[Stored data]
--*--

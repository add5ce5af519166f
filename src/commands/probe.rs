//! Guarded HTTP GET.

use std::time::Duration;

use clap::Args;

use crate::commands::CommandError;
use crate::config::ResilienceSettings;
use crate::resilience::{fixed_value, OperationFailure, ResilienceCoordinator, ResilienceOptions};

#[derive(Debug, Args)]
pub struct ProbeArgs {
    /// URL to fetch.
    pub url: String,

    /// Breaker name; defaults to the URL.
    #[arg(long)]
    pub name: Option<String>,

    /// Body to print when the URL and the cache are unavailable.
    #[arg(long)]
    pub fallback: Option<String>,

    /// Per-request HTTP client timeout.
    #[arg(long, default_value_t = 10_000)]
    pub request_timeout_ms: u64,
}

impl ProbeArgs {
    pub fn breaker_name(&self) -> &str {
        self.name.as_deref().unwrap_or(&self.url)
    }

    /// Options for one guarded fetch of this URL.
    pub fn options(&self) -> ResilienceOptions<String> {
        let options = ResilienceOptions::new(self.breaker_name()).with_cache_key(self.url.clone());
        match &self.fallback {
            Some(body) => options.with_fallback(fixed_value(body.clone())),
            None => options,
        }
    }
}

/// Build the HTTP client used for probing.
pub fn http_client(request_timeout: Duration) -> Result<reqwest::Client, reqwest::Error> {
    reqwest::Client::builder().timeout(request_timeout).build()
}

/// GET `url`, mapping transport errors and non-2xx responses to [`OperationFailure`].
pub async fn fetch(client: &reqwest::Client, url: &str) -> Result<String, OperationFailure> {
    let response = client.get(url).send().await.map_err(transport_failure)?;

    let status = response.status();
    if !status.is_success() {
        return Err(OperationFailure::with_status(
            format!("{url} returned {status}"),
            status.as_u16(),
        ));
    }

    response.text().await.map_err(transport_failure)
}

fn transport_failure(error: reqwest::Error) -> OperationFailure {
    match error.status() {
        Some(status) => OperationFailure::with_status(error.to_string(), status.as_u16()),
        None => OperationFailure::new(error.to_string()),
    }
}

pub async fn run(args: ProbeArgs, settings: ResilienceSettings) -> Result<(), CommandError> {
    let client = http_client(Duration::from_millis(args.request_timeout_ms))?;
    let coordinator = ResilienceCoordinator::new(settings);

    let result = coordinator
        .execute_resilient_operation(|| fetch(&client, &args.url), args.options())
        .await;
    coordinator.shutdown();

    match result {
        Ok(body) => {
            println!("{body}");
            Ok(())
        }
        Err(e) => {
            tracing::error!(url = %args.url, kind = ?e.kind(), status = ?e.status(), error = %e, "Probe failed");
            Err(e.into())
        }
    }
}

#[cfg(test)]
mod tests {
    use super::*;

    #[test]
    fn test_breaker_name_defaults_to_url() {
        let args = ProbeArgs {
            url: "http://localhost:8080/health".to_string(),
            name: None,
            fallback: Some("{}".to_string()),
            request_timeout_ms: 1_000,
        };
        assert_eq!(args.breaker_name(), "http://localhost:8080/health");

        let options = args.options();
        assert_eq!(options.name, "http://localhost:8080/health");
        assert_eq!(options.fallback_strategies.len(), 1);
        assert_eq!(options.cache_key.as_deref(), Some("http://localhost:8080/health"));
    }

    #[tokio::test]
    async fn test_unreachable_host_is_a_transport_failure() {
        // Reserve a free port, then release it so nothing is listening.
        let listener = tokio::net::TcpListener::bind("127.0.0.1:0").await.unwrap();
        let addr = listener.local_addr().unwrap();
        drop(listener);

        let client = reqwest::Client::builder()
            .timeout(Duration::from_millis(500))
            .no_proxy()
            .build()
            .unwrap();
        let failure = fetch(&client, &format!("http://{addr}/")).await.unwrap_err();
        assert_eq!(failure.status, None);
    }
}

--*--

DESCRIPTION OF THE TASK: Copy out only the lines of the records above from the one with "tracing::error!(url = %args.url, kind" through the one with "assert_eq!(options.fallback_strategies.len(), 1);", exactly as they stand, both included.

RESULT OF THE EXERCISE:
            tracing::error!(url = %args.url, kind = ?e.kind(), status = ?e.status(), error = %e, "Probe failed");
            Err(e.into())
        }
    }
}

#[cfg(test)]
mod tests {
    use super::*;

    #[test]
    fn test_breaker_name_defaults_to_url() {
        let args = ProbeArgs {
            url: "http://localhost:8080/health".to_string(),
            name: None,
            fallback: Some("{}".to_string()),
            request_timeout_ms: 1_000,
        };
        assert_eq!(args.breaker_name(), "http://localhost:8080/health");

        let options = args.options();
        assert_eq!(options.name, "http://localhost:8080/health");
        assert_eq!(options.fallback_strategies.len(), 1);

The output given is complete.